Dietary fiber refers to the indigestible components of plant-based foods. A growing body of evidence indicates that eating a fiber-rich diet decreases the risks of many chronic diseases, such as coronary heart disease, stroke, hypertension, diabetes, and some types of cancer, including breast cancer and colon cancer. Findings presented in a 2015 report suggest that fiber-rich diets reduce the risk of all causes of premature death.
Public health recommendations for fiber intake vary based on a person’s age and sex. For example, females need between 22 and 28 grams of fiber per day, and males need between 28 and 34 grams per day. Most people living in the United States only get about half of the recommended amounts of fiber daily.

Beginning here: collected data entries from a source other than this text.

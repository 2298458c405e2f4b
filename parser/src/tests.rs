//! FILENAME: parser/src/tests.rs
//! PURPOSE: Consolidated unit tests for the parser crate.

use crate::ast::{BinaryOperator, Expression, UnaryOperator, Value};
use crate::lexer::Lexer;
use crate::parser::parse;
use crate::token::Token;

fn cell(col: &str, row: u32) -> Expression {
    Expression::CellRef {
        sheet: None,
        col: col.to_string(),
        row,
    }
}

fn num(n: f64) -> Expression {
    Expression::Literal(Value::Number(n))
}

// ========================================
// LEXER TESTS
// ========================================

#[test]
fn lexer_tokenizes_simple_math() {
    let tokens = Lexer::new("=1 + 2").tokenize();
    assert_eq!(
        tokens,
        vec![
            Token::Equals,
            Token::Number(1.0),
            Token::Plus,
            Token::Number(2.0),
            Token::EOF
        ]
    );
}

#[test]
fn lexer_reads_quoted_sheet_with_escaped_quote() {
    let mut lexer = Lexer::new("'John''s Sheet'!A1");
    assert_eq!(
        lexer.next_token(),
        Token::QuotedIdentifier("John's Sheet".to_string())
    );
    assert_eq!(lexer.next_token(), Token::Exclamation);
    assert_eq!(lexer.next_token(), Token::Identifier("A1".to_string()));
}

#[test]
fn lexer_reads_doubled_quotes_inside_strings() {
    let mut lexer = Lexer::new(r#""say ""hi""""#);
    assert_eq!(lexer.next_token(), Token::String("say \"hi\"".to_string()));
    assert_eq!(lexer.next_token(), Token::EOF);
}

#[test]
fn lexer_reads_error_literals() {
    let tokens = Lexer::new("#N/A, #DIV/0!, #name?").tokenize();
    assert_eq!(tokens[0], Token::Error("#N/A".to_string()));
    assert_eq!(tokens[2], Token::Error("#DIV/0!".to_string()));
    assert_eq!(tokens[4], Token::Error("#NAME?".to_string()));
}

#[test]
fn lexer_reads_exponents_but_not_identifiers_after_numbers() {
    let mut lexer = Lexer::new("1.5E+3");
    assert_eq!(lexer.next_token(), Token::Number(1500.0));

    let mut lexer = Lexer::new("2E");
    assert_eq!(lexer.next_token(), Token::Number(2.0));
    assert_eq!(lexer.next_token(), Token::Identifier("E".to_string()));
}

#[test]
fn lexer_keeps_anchors_in_identifiers() {
    let mut lexer = Lexer::new("$a$1");
    assert_eq!(lexer.next_token(), Token::Identifier("$A$1".to_string()));
}

// ========================================
// PARSER TESTS
// ========================================

#[test]
fn parses_without_leading_equals() {
    assert_eq!(parse("A1").unwrap(), cell("A", 1));
    assert_eq!(parse("=A1").unwrap(), cell("A", 1));
}

#[test]
fn multiplication_binds_tighter_than_addition() {
    let expr = parse("1+2*3").unwrap();
    assert_eq!(
        expr,
        Expression::BinaryOp {
            left: Box::new(num(1.0)),
            op: BinaryOperator::Add,
            right: Box::new(Expression::BinaryOp {
                left: Box::new(num(2.0)),
                op: BinaryOperator::Multiply,
                right: Box::new(num(3.0)),
            }),
        }
    );
}

#[test]
fn negation_binds_tighter_than_power() {
    let expr = parse("-2^2").unwrap();
    assert_eq!(
        expr,
        Expression::BinaryOp {
            left: Box::new(Expression::UnaryOp {
                op: UnaryOperator::Negate,
                operand: Box::new(num(2.0)),
            }),
            op: BinaryOperator::Power,
            right: Box::new(num(2.0)),
        }
    );
}

#[test]
fn power_is_left_associative() {
    let expr = parse("2^3^2").unwrap();
    match expr {
        Expression::BinaryOp { left, op, right } => {
            assert_eq!(op, BinaryOperator::Power);
            assert_eq!(*right, num(2.0));
            assert!(matches!(*left, Expression::BinaryOp { op: BinaryOperator::Power, .. }));
        }
        other => panic!("unexpected {:?}", other),
    }
}

#[test]
fn parses_postfix_percent() {
    assert_eq!(
        parse("50%").unwrap(),
        Expression::UnaryOp {
            op: UnaryOperator::Percent,
            operand: Box::new(num(50.0)),
        }
    );
}

#[test]
fn parses_anchored_range_with_quoted_sheet() {
    assert_eq!(
        parse("SUM('Raw Data'!$B$2:$B$251)").unwrap(),
        Expression::FunctionCall {
            name: "SUM".to_string(),
            args: vec![Expression::Range {
                sheet: Some("Raw Data".to_string()),
                start_col: "B".to_string(),
                start_row: 2,
                end_col: "B".to_string(),
                end_row: 251,
            }],
        }
    );
}

#[test]
fn parses_column_and_row_references() {
    assert_eq!(
        parse("Data!C:D").unwrap(),
        Expression::ColumnRef {
            sheet: Some("DATA".to_string()),
            start_col: "C".to_string(),
            end_col: "D".to_string(),
        }
    );
    assert_eq!(
        parse("2:5").unwrap(),
        Expression::RowRef {
            sheet: None,
            start_row: 2,
            end_row: 5,
        }
    );
}

#[test]
fn strips_future_function_prefix() {
    match parse("_xlfn.CONCAT(\"a\",\"b\")").unwrap() {
        Expression::FunctionCall { name, args } => {
            assert_eq!(name, "CONCAT");
            assert_eq!(args.len(), 2);
        }
        other => panic!("unexpected {:?}", other),
    }
}

#[test]
fn parses_error_literal_and_empty_call() {
    assert_eq!(
        parse("IFERROR(#N/A, NOW())").unwrap(),
        Expression::FunctionCall {
            name: "IFERROR".to_string(),
            args: vec![
                Expression::Literal(Value::Error("#N/A".to_string())),
                Expression::FunctionCall {
                    name: "NOW".to_string(),
                    args: vec![],
                },
            ],
        }
    );
}

#[test]
fn rejects_defined_names_and_garbage() {
    assert!(parse("TaxRate*2").is_err());
    assert!(parse("1+").is_err());
    assert!(parse("").is_err());
    assert!(parse("A1:5").is_err());
    assert!(parse("(1").is_err());
}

The authors of the report analyzed the data from 17 studies investigating links between dietary fiber intake and the risk of premature death. The studies involved more than 980,000 healthy adults and spanned a period of 20 years. The authors categorized the participants by age, sex, study population and location, dietary assessment method, and follow-up period. They also took various risk factors among the participants into account, such as their body mass index, physical activity level, cholesterol levels, blood pressure, and whether they smoke or drank alcohol.
The analysis revealed that more than 67,000 of the various study participants died during the study period. Among the people that died, those with the highest dietary fiber intake were 16 percent less likely to die from premature causes when compared to those with the lowest intake. For every 10-gram increase of fiber intake per day, the risk of premature death decreased 10 percent.
These findings suggest that dietary fiber exerts a robust protective effect against premature death. Public health efforts aimed at increasing dietary fiber intake may be beneficial for reducing all causes of premature death.